"The Bachelor sucked this year. I wanted to staple Melissa's lips together so she would stop moving them around. Jason's kid looked like a spider monkey and Jason cried more than a 13 year old at a Jonas concert. Hey Jason, hows your vagina?"

"I'm not done yet, hey, up here. This Twilight shizz has got to end. Beyonce looked like a cow at the Oscars. Hugh J. is finer than a peach from Carolina.

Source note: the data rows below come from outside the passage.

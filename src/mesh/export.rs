use anyhow::{Context, Result, bail};
use std::fs::{self, File};
use std::path::{Path, PathBuf};
use std::process::{Command, Stdio};
use std::time::{Duration, Instant};

use super::extrusion::VolumetricMesh;
use super::ply::write_ply;
use super::stl::write_stl;
use super::validation::validate_and_fix;

const POLL_INTERVAL: Duration = Duration::from_millis(50);

/// Result of a successful export
#[derive(Debug, Clone, PartialEq)]
pub struct ExportReport {
    pub path: PathBuf,
    pub bytes: u64,
    /// Validation summary and any tool output
    pub diagnostics: String,
}

/// Turns a terrain mesh into a file on disk
pub trait MeshExporter: Send + Sync {
    /// File extension of the produced scene, without the dot
    fn extension(&self) -> &str;
    fn export(&self, mesh: &VolumetricMesh, output: &Path) -> Result<ExportReport>;
}

fn check_output(output: &Path, min_bytes: u64) -> Result<u64> {
    let bytes = fs::metadata(output)
        .with_context(|| format!("Export produced no file at {}", output.display()))?
        .len();
    if bytes < min_bytes {
        bail!(
            "Exported file {} is {} bytes, below the {} byte minimum",
            output.display(),
            bytes,
            min_bytes
        );
    }
    Ok(bytes)
}

/// In-process binary STL writer with face colors
#[derive(Debug, Clone)]
pub struct StlExporter {
    pub min_bytes: u64,
}

impl StlExporter {
    pub fn new(min_bytes: u64) -> Self {
        Self { min_bytes }
    }
}

impl MeshExporter for StlExporter {
    fn extension(&self) -> &str {
        "stl"
    }

    fn export(&self, mesh: &VolumetricMesh, output: &Path) -> Result<ExportReport> {
        let (triangles, report) = validate_and_fix(mesh);
        if triangles.is_empty() {
            bail!("No valid triangles to export: {}", report.summary());
        }
        write_stl(output, &triangles)?;
        let bytes = check_output(output, self.min_bytes)?;
        Ok(ExportReport {
            path: output.to_path_buf(),
            bytes,
            diagnostics: report.summary(),
        })
    }
}

/// External converter fed with an ASCII PLY of the mesh
///
/// `{input}` and `{output}` in `args` are replaced with the PLY path and the
/// requested output path. The tool must exit 0 and leave an output of at least
/// `min_bytes` behind.
#[derive(Debug, Clone)]
pub struct CommandExporter {
    pub program: PathBuf,
    pub args: Vec<String>,
    pub extension: String,
    pub timeout: Duration,
    pub min_bytes: u64,
}

impl CommandExporter {
    fn expand_args(&self, input: &Path, output: &Path) -> Vec<String> {
        let input = input.display().to_string();
        let output = output.display().to_string();
        self.args
            .iter()
            .map(|a| a.replace("{input}", &input).replace("{output}", &output))
            .collect()
    }
}

impl MeshExporter for CommandExporter {
    fn extension(&self) -> &str {
        &self.extension
    }

    fn export(&self, mesh: &VolumetricMesh, output: &Path) -> Result<ExportReport> {
        let (_, report) = validate_and_fix(mesh);
        let input = output.with_extension("src.ply");
        let log_path = output.with_extension("log");
        write_ply(&input, mesh)?;
        if output.exists() {
            fs::remove_file(output)?;
        }

        let log = File::create(&log_path)
            .with_context(|| format!("Failed to create export log: {}", log_path.display()))?;
        let args = self.expand_args(&input, output);

        tracing::debug!(program = %self.program.display(), ?args, "Running mesh export tool");
        let mut child = Command::new(&self.program)
            .args(&args)
            .stdin(Stdio::null())
            .stdout(Stdio::from(log.try_clone()?))
            .stderr(Stdio::from(log))
            .spawn()
            .with_context(|| format!("Failed to start export tool '{}'", self.program.display()))?;

        let started = Instant::now();
        let status = loop {
            if let Some(status) = child.try_wait()? {
                break status;
            }
            if started.elapsed() > self.timeout {
                let _ = child.kill();
                let _ = child.wait();
                bail!(
                    "Export tool '{}' timed out after {:?}",
                    self.program.display(),
                    self.timeout
                );
            }
            std::thread::sleep(POLL_INTERVAL);
        };

        let tool_output = fs::read_to_string(&log_path).unwrap_or_default();
        if !status.success() {
            bail!(
                "Export tool '{}' failed with {}: {}",
                self.program.display(),
                status,
                tool_output.trim()
            );
        }
        let bytes = check_output(output, self.min_bytes)?;

        Ok(ExportReport {
            path: output.to_path_buf(),
            bytes,
            diagnostics: format!("{}\n{}", report.summary(), tool_output.trim()),
        })
    }
}

#[cfg(test)]
mod tests {
    use super::*;
    use crate::mesh::extrusion::{TerrainParams, build_volumetric_mesh};
    use tempfile::tempdir;

    fn mesh() -> VolumetricMesh {
        let points = vec![
            [0.0, 0.0, 1.0],
            [10.0, 0.0, 2.0],
            [10.0, 10.0, 3.0],
            [0.0, 10.0, 2.0],
            [5.0, 5.0, 2.5],
        ];
        build_volumetric_mesh(&points, &[[120, 130, 140]; 5], &TerrainParams::default()).unwrap()
    }

    #[test]
    fn test_stl_exporter() {
        let dir = tempdir().unwrap();
        let out = dir.path().join("terrain.stl");
        let report = StlExporter::new(100).export(&mesh(), &out).unwrap();
        assert_eq!(report.bytes, fs::metadata(&out).unwrap().len());
        assert!(report.diagnostics.contains("closed"));
    }

    #[test]
    fn test_stl_exporter_min_size() {
        let dir = tempdir().unwrap();
        let out = dir.path().join("terrain.stl");
        assert!(StlExporter::new(1_000_000).export(&mesh(), &out).is_err());
    }

    #[cfg(unix)]
    #[test]
    fn test_command_exporter_copies_input() {
        let dir = tempdir().unwrap();
        let out = dir.path().join("terrain.glb");
        let exporter = CommandExporter {
            program: PathBuf::from("cp"),
            args: vec!["{input}".into(), "{output}".into()],
            extension: "glb".into(),
            timeout: Duration::from_secs(10),
            min_bytes: 64,
        };
        let report = exporter.export(&mesh(), &out).unwrap();
        assert!(report.bytes >= 64);
        assert!(fs::read_to_string(&out).unwrap().starts_with("ply\n"));
    }

    #[cfg(unix)]
    #[test]
    fn test_command_exporter_nonzero_exit() {
        let dir = tempdir().unwrap();
        let exporter = CommandExporter {
            program: PathBuf::from("false"),
            args: vec![],
            extension: "glb".into(),
            timeout: Duration::from_secs(10),
            min_bytes: 1,
        };
        let err = exporter
            .export(&mesh(), &dir.path().join("terrain.glb"))
            .unwrap_err();
        assert!(err.to_string().contains("failed"));
    }

    #[cfg(unix)]
    #[test]
    fn test_command_exporter_missing_output() {
        let dir = tempdir().unwrap();
        let exporter = CommandExporter {
            program: PathBuf::from("true"),
            args: vec![],
            extension: "glb".into(),
            timeout: Duration::from_secs(10),
            min_bytes: 1,
        };
        assert!(exporter.export(&mesh(), &dir.path().join("terrain.glb")).is_err());
    }

    #[cfg(unix)]
    #[test]
    fn test_command_exporter_timeout() {
        let dir = tempdir().unwrap();
        let exporter = CommandExporter {
            program: PathBuf::from("sleep"),
            args: vec!["5".into()],
            extension: "glb".into(),
            timeout: Duration::from_millis(200),
            min_bytes: 1,
        };
        let err = exporter
            .export(&mesh(), &dir.path().join("terrain.glb"))
            .unwrap_err();
        assert!(err.to_string().contains("timed out"));
    }
}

"Chris B, Rush L, Miley C and Pamela A need to be dumped into a volcano. Rachel Ray needs a muzzle. Cats rule dogs drool. Ellen in Oprah out. Jon Hamm is finer than a beach in Carolina. Ok losers, that's it for now."

4 comments:
Thank you Fatness. This is the best Caturday post to date. (I will be seeing Watchmen - although I'm sure it won't be with my wife.)
That cat is quite prophetic and wise beyond it's years. I wonder why he perches on top of the door? Silly kitten.
Beyonce looked like a cow in fancy drapery. Sorry Big B.
Have you watched Australia yet????
No I have not. I did just discover though, that Hugh J, Ryan Reynolds and Tim Riggins are ALL in the new Wolverine movie. I shall perish from the hot overload.
HOLY HOTT OVERLOAD. That is too much. I can't imagine Tim Riggins in anything else but FNL. He needs to always be white trash, it's his calling.